Une vision complétée par Bernard Di Renzo, responsable d'Unité au CRP Henri Tudor, qui attend de ce "futur label" de référence qu'il soit "le plus complémentaire possible avec l'agrément, de manière à ne pas augmenter la charge de travail des PSF. Mais ce différenciateur qualitatif viendra également rajouter une certaine valeur à cet agrément, ce qui sera une condition indispensable pour réaliser du business avec le secteur financier".

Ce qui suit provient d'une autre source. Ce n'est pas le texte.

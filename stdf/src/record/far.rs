use crate::decode::Decode;
use crate::field::FieldReader;


/// A **FAR** _(file attributes)_ record, the mandatory first record of every
/// datalog. Its `CPU_TYPE` field declares the writing machine, and with it
/// the byte order of every multi-byte field in the rest of the stream.
///
/// The FAR is decoded before the stream's byte order is known; both of its
/// fields are single bytes, so the order does not matter yet.
#[derive(PartialEq, Eq, Debug, Copy, Clone)]
pub struct FAR {

    /// The CPU type that wrote the file. 0 is a DEC machine, 1 a Sun
    /// machine, 2 an x86 machine.
    pub cpu_type: u8,

    /// The STDF version number of the file. This crate reads version 4.
    pub stdf_ver: u8,
}

impl Decode for FAR {
    const NAME: &'static str = "FAR";
    const TYP: u8 = 0;
    const SUB: u8 = 10;

    fn read(r: &mut FieldReader<'_>) -> Self {
        let cpu_type = r.u1();
        let stdf_ver = r.u1();

        Self { cpu_type, stdf_ver }
    }
}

A la suite de cette enquête, voilà que le terrain est, en quelque sorte, bien préparé, l'ensemble des acteurs concernés ayant fait part de son adhésion à la réflexion. Un large travail de consultation a été entrepris auprès de l'ABBL, l'association des PSF, la CSSF, le Comité pour l'observation des marchés (associé au Codeplafi), l'Institut des Réviseurs d'Entreprises et l'association des risk managers, l'idée étant de regrouper des acteurs-clés, ainsi que du conseil, afin de mettre sur les rails ce travail de valorisation de l'excellence des services du secteur financier. "La méthodologie que nous commençons à bien connaître prend une ampleur qui n'est pas encore connue, estime M. Michel. Nous nous trouvons dans un processus d'innovation et l'on ne peut jamais jurer de rien. Mais nous ne pouvons que constater que, d'un côté, les PSF sont demandeurs d'une certaine valorisation de ce qui a déjà été fait et les banques, de l'autre côté, sont demandeurs d'un engagement de qualité".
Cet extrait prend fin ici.